Records for this task
//! Renderer subprocess
//!
//! Writes the source into the job workspace, invokes the renderer on the
//! fixed entry point and locates the artifact. Output is captured, never
//! inherited from the service process.

use crate::discover::discover_output;
use crate::error::RenderError;
use crate::quality::RenderQuality;
use crate::state::ExecutionState;
use crate::workspace::JobWorkspace;
use async_trait::async_trait;
use motion_codegen::ENTRY_POINT;
use serde::{Deserialize, Serialize};
use std::path::PathBuf;
use std::process::Stdio;
use std::time::{Duration, Instant};
use tokio::io::{AsyncRead, AsyncReadExt};

const READ_CHUNK: usize = 64 * 1024;

/// Renderer settings
#[derive(Debug, Clone, PartialEq, Serialize, Deserialize)]
#[serde(default)]
pub struct RendererConfig {
    /// Renderer executable
    pub program: String,
    /// Arguments placed before the standard ones
    pub extra_args: Vec<String>,
    pub quality: RenderQuality,
    /// Parent of all job workspaces
    pub work_root: PathBuf,
    pub timeout_secs: u64,
    /// Capture budget shared by stdout and stderr
    pub max_output_bytes: usize,
    pub media_extension: String,
}

impl Default for RendererConfig {
    fn default() -> Self {
        Self {
            program: "manim".to_string(),
            extra_args: Vec::new(),
            quality: RenderQuality::default(),
            work_root: std::env::temp_dir().join("motion-jobs"),
            timeout_secs: 600,
            max_output_bytes: 1024 * 1024,
            media_extension: "mp4".to_string(),
        }
    }
}

/// Captured renderer output
#[derive(Debug, Clone, Default, PartialEq, Eq)]
pub struct CapturedOutput {
    pub stdout: String,
    pub stderr: String,
    /// At least one stream hit its half of the budget
    pub truncated: bool,
}

/// Successful execution
#[derive(Debug, Clone)]
pub struct ExecutionResult {
    pub output_path: PathBuf,
    /// Wall-clock time of the renderer process
    pub duration: Duration,
    pub output: CapturedOutput,
}

/// Executes scene source inside a job workspace
#[async_trait]
pub trait SceneRenderer: Send + Sync {
    /// Render `source_code` in `workspace`
    async fn run(&self, workspace: &JobWorkspace, source_code: &str) -> Result<ExecutionResult, RenderError>;
}

/// Manim Community Edition command-line renderer
#[derive(Debug, Clone)]
pub struct ManimRenderer {
    config: RendererConfig,
}

impl ManimRenderer {
    #[inline]
    #[must_use]
    pub fn new(config: RendererConfig) -> Self {
        Self { config }
    }

    #[inline]
    #[must_use]
    pub fn config(&self) -> &RendererConfig {
        &self.config
    }

    fn command(&self, workspace: &JobWorkspace, source_path: &std::path::Path) -> tokio::process::Command {
        let mut cmd = tokio::process::Command::new(&self.config.program);
        cmd.args(&self.config.extra_args)
            .arg(self.config.quality.flag())
            .arg("--media_dir")
            .arg(workspace.media_dir())
            .arg(source_path)
            .arg(ENTRY_POINT);

        cmd.current_dir(workspace.path());
        cmd.env_clear();
        if let Some(path) = std::env::var_os("PATH") {
            cmd.env("PATH", path);
        }
        cmd.env("LANG", "C.UTF-8");
        cmd.env("HOME", workspace.path());

        cmd.stdin(Stdio::null());
        cmd.stdout(Stdio::piped());
        cmd.stderr(Stdio::piped());
        cmd.kill_on_drop(true);
        // own group, so a timeout reaches the encoder subprocesses too
        #[cfg(unix)]
        cmd.process_group(0);
        cmd
    }

    async fn execute(&self, workspace: &JobWorkspace, source_path: &std::path::Path) -> Result<(CapturedOutput, Duration), RenderError> {
        let started = Instant::now();
        let mut child = self
            .command(workspace, source_path)
            .spawn()
            .map_err(|source| RenderError::Spawn {
                program: self.config.program.clone(),
                source,
            })?;

        let pid = child.id();
        let stdout = child.stdout.take();
        let stderr = child.stderr.take();
        let per_stream = self.config.max_output_bytes / 2;
        let timeout = Duration::from_secs(self.config.timeout_secs);

        let waited = tokio::time::timeout(timeout, async {
            let (out, err, status) = tokio::join!(
                read_bounded(stdout, per_stream),
                read_bounded(stderr, per_stream),
                child.wait()
            );
            (out, err, status)
        })
        .await;

        let duration = started.elapsed();
        let Ok(((stdout, out_truncated), (stderr, err_truncated), status)) = waited else {
            kill_process_group(pid);
            if let Err(e) = child.kill().await {
                tracing::warn!("Failed to kill timed out renderer for {}: {}", workspace.job_id(), e);
            }
            return Err(RenderError::TimedOut {
                secs: self.config.timeout_secs,
            });
        };

        let mut output = CapturedOutput {
            stdout: String::from_utf8_lossy(&stdout).into_owned(),
            stderr: String::from_utf8_lossy(&stderr).into_owned(),
            truncated: out_truncated || err_truncated,
        };
        if output.truncated {
            output.stderr.push_str("\n[output truncated]");
        }
        tracing::debug!("Renderer stdout for {}: {}", workspace.job_id(), output.stdout);
        tracing::debug!("Renderer stderr for {}: {}", workspace.job_id(), output.stderr);

        let status = status?;
        if !status.success() {
            return Err(RenderError::ProcessFailed {
                exit_status: status.code(),
                captured_stderr: output.stderr,
            });
        }
        Ok((output, duration))
    }
}

#[async_trait]
impl SceneRenderer for ManimRenderer {
    async fn run(&self, workspace: &JobWorkspace, source_code: &str) -> Result<ExecutionResult, RenderError> {
        let job_id = workspace.job_id();
        let mut state = ExecutionState::Pending;

        let source_path = workspace.source_path();
        tokio::fs::write(&source_path, source_code).await?;

        state.advance(ExecutionState::Running)?;
        tracing::info!(
            "Rendering job {} with {} {}",
            job_id,
            self.config.program,
            self.config.quality.flag()
        );

        let attempt = async {
            let (output, duration) = self.execute(workspace, &source_path).await?;
            let output_path = discover_output(
                &workspace.media_dir(),
                job_id,
                self.config.quality,
                &self.config.media_extension,
            )
            .await?;
            Ok::<_, RenderError>(ExecutionResult {
                output_path,
                duration,
                output,
            })
        }
        .await;

        match attempt {
            Ok(result) => {
                state.advance(ExecutionState::Succeeded)?;
                tracing::info!(
                    "Rendered job {} in {:.2}s: {}",
                    job_id,
                    result.duration.as_secs_f64(),
                    result.output_path.display()
                );
                Ok(result)
            }
            Err(e) => {
                state.advance(ExecutionState::Failed)?;
                tracing::warn!("Render failed for job {}: {}", job_id, e);
                Err(e)
            }
        }
    }
}

/// Read a pipe to EOF, keeping at most `limit` bytes
///
/// The renderer keeps writing after the cap is hit, so the pipe is drained
/// rather than closed.
async fn read_bounded<R>(reader: Option<R>, limit: usize) -> (Vec<u8>, bool)
where
    R: AsyncRead + Unpin,
{
    let Some(mut reader) = reader else {
        return (Vec::new(), false);
    };
    let mut buf = Vec::new();
    let mut truncated = false;
    let mut chunk = vec![0u8; READ_CHUNK];
    loop {
        match reader.read(&mut chunk).await {
            Ok(0) | Err(_) => break,
            Ok(n) => {
                let keep = n.min(limit.saturating_sub(buf.len()));
                buf.extend_from_slice(&chunk[..keep]);
                truncated |= keep < n;
            }
        }
    }
    (buf, truncated)
}

/// Kill the renderer's whole process group (encoders included)
#[cfg(unix)]
fn kill_process_group(pid: Option<u32>) {
    use nix::sys::signal::{killpg, Signal};
    use nix::unistd::Pid;

    let Some(pid) = pid.and_then(|p| i32::try_from(p).ok()) else {
        return;
    };
    if let Err(e) = killpg(Pid::from_raw(pid), Signal::SIGKILL) {
        tracing::debug!("killpg({}) failed: {}", pid, e);
    }
}

#[cfg(not(unix))]
fn kill_process_group(_pid: Option<u32>) {}

#[cfg(test)]
mod tests {
    use super::*;
    use crate::workspace::WorkspaceRegistry;
    use motion_ledger::JobId;

    /// Renderer config running `sh -c <script>` in place of the real binary.
    ///
    /// Positional parameters seen by the script:
    /// `$1` quality flag, `$2` `--media_dir`, `$3` media dir, `$4` source, `$5` scene
    fn shell(script: &str, root: &std::path::Path) -> RendererConfig {
        RendererConfig {
            program: "sh".to_string(),
            extra_args: vec!["-c".to_string(), script.to_string(), "fake-renderer".to_string()],
            work_root: root.to_path_buf(),
            timeout_secs: 5,
            ..RendererConfig::default()
        }
    }

    const WRITES_VIDEO: &str = r#"stem=$(basename "$4" .py); out="$3/videos/$stem/1080p60"; mkdir -p "$out" && printf 'frames' > "$out/$5.mp4""#;

    async fn workspace(root: &std::path::Path, id: &str) -> JobWorkspace {
        WorkspaceRegistry::new(root)
            .claim(&JobId::parse(id).unwrap())
            .await
            .unwrap()
    }

    #[tokio::test]
    async fn successful_render_finds_artifact() {
        let root = tempfile::tempdir().unwrap();
        let ws = workspace(root.path(), "ok1").await;
        let renderer = ManimRenderer::new(shell(WRITES_VIDEO, root.path()));

        let result = renderer.run(&ws, "from manim import *\n").await.unwrap();

        assert!(result.output_path.ends_with("videos/ok1/1080p60/GeneratedScene.mp4"));
        assert_eq!(std::fs::read(&result.output_path).unwrap(), b"frames");
        assert!(ws.source_path().is_file());
        assert!(result.duration > Duration::ZERO);
    }

    #[tokio::test]
    async fn non_zero_exit_captures_stderr() {
        let root = tempfile::tempdir().unwrap();
        let ws = workspace(root.path(), "fail1").await;
        let renderer = ManimRenderer::new(shell("echo 'NameError: Circl' >&2; exit 3", root.path()));

        let err = renderer.run(&ws, "broken").await.unwrap_err();
        match &err {
            RenderError::ProcessFailed {
                exit_status,
                captured_stderr,
            } => {
                assert_eq!(*exit_status, Some(3));
                assert!(captured_stderr.contains("NameError: Circl"));
            }
            other => panic!("unexpected error: {other:?}"),
        }
        assert!(err.diagnostic().contains("NameError"));
    }

    #[tokio::test]
    async fn zero_exit_without_file_is_no_output() {
        let root = tempfile::tempdir().unwrap();
        let ws = workspace(root.path(), "empty1").await;
        let renderer = ManimRenderer::new(shell("exit 0", root.path()));

        let err = renderer.run(&ws, "pass").await.unwrap_err();
        assert!(matches!(err, RenderError::NoOutput { .. }));
    }

    #[tokio::test]
    async fn slow_render_times_out() {
        let root = tempfile::tempdir().unwrap();
        let ws = workspace(root.path(), "slow1").await;
        let mut config = shell("sleep 30", root.path());
        config.timeout_secs = 1;
        let renderer = ManimRenderer::new(config);

        let started = Instant::now();
        let err = renderer.run(&ws, "pass").await.unwrap_err();
        assert!(matches!(err, RenderError::TimedOut { secs: 1 }));
        assert!(started.elapsed() < Duration::from_secs(10));
    }

    #[tokio::test]
    async fn environment_is_cleared() {
        let root = tempfile::tempdir().unwrap();
        let ws = workspace(root.path(), "env1").await;
        std::env::set_var("MOTION_LEAK_CHECK", "secret");
        let renderer = ManimRenderer::new(shell(
            r#"test -z "$MOTION_LEAK_CHECK" && test "$HOME" = "$PWD" || exit 9; stem=$(basename "$4" .py); out="$3/videos/$stem/1080p60"; mkdir -p "$out" && printf x > "$out/s.mp4""#,
            root.path(),
        ));

        assert!(renderer.run(&ws, "pass").await.is_ok());
    }

    #[tokio::test]
    async fn output_capture_is_bounded() {
        let root = tempfile::tempdir().unwrap();
        let ws = workspace(root.path(), "loud1").await;
        let mut config = shell("head -c 100000 /dev/zero | tr '\\0' 'e' >&2; exit 1", root.path());
        config.max_output_bytes = 1024;
        let renderer = ManimRenderer::new(config);

        match renderer.run(&ws, "pass").await.unwrap_err() {
            RenderError::ProcessFailed {
                captured_stderr, ..
            } => {
                assert!(captured_stderr.len() <= 512 + "\n[output truncated]".len());
                assert!(captured_stderr.ends_with("[output truncated]"));
            }
            other => panic!("unexpected error: {other:?}"),
        }
    }

    #[tokio::test]
    async fn chatty_renderer_still_succeeds() {
        let root = tempfile::tempdir().unwrap();
        let ws = workspace(root.path(), "chatty1").await;
        // a closed pipe would fail the write, like Python's BrokenPipeError
        let script = format!("head -c 200000 /dev/zero | tr '\\0' 'p' >&2 || exit 1; {WRITES_VIDEO}");
        let mut config = shell(&script, root.path());
        config.max_output_bytes = 1024;
        let renderer = ManimRenderer::new(config);

        let result = renderer.run(&ws, "pass").await.unwrap();

        assert!(result.output_path.ends_with("videos/chatty1/1080p60/GeneratedScene.mp4"));
        assert!(result.output.truncated);
        assert!(result.output.stderr.len() <= 512 + "\n[output truncated]".len());
    }

    #[cfg(unix)]
    #[tokio::test]
    async fn timeout_kills_background_children() {
        let root = tempfile::tempdir().unwrap();
        let ws = workspace(root.path(), "spawner1").await;
        let marker = root.path().join("leaked");
        let mut config = shell(r#"(sleep 2; touch "$PWD/../leaked") & sleep 30"#, root.path());
        config.timeout_secs = 1;
        let renderer = ManimRenderer::new(config);

        let err = renderer.run(&ws, "pass").await.unwrap_err();
        assert!(matches!(err, RenderError::TimedOut { secs: 1 }));

        tokio::time::sleep(Duration::from_secs(3)).await;
        assert!(!marker.exists());
    }

    #[tokio::test]
    async fn missing_program_is_spawn_error() {
        let root = tempfile::tempdir().unwrap();
        let ws = workspace(root.path(), "nobin").await;
        let renderer = ManimRenderer::new(RendererConfig {
            program: "/nonexistent/motion-renderer".to_string(),
            work_root: root.path().to_path_buf(),
            ..RendererConfig::default()
        });

        assert!(matches!(
            renderer.run(&ws, "pass").await,
            Err(RenderError::Spawn { .. })
        ));
    }
}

Work task
Your task is to retype the entries verbatim, starting with the line that holds "pub struct ExecutionResult" and stopping after the line that holds "source_path: &std::path::Path) -> tokio::process::Command".

Exercise solution
pub struct ExecutionResult {
    pub output_path: PathBuf,
    /// Wall-clock time of the renderer process
    pub duration: Duration,
    pub output: CapturedOutput,
}

/// Executes scene source inside a job workspace
#[async_trait]
pub trait SceneRenderer: Send + Sync {
    /// Render `source_code` in `workspace`
    async fn run(&self, workspace: &JobWorkspace, source_code: &str) -> Result<ExecutionResult, RenderError>;
}

/// Manim Community Edition command-line renderer
#[derive(Debug, Clone)]
pub struct ManimRenderer {
    config: RendererConfig,
}

impl ManimRenderer {
    #[inline]
    #[must_use]
    pub fn new(config: RendererConfig) -> Self {
        Self { config }
    }

    #[inline]
    #[must_use]
    pub fn config(&self) -> &RendererConfig {
        &self.config
    }

    fn command(&self, workspace: &JobWorkspace, source_path: &std::path::Path) -> tokio::process::Command {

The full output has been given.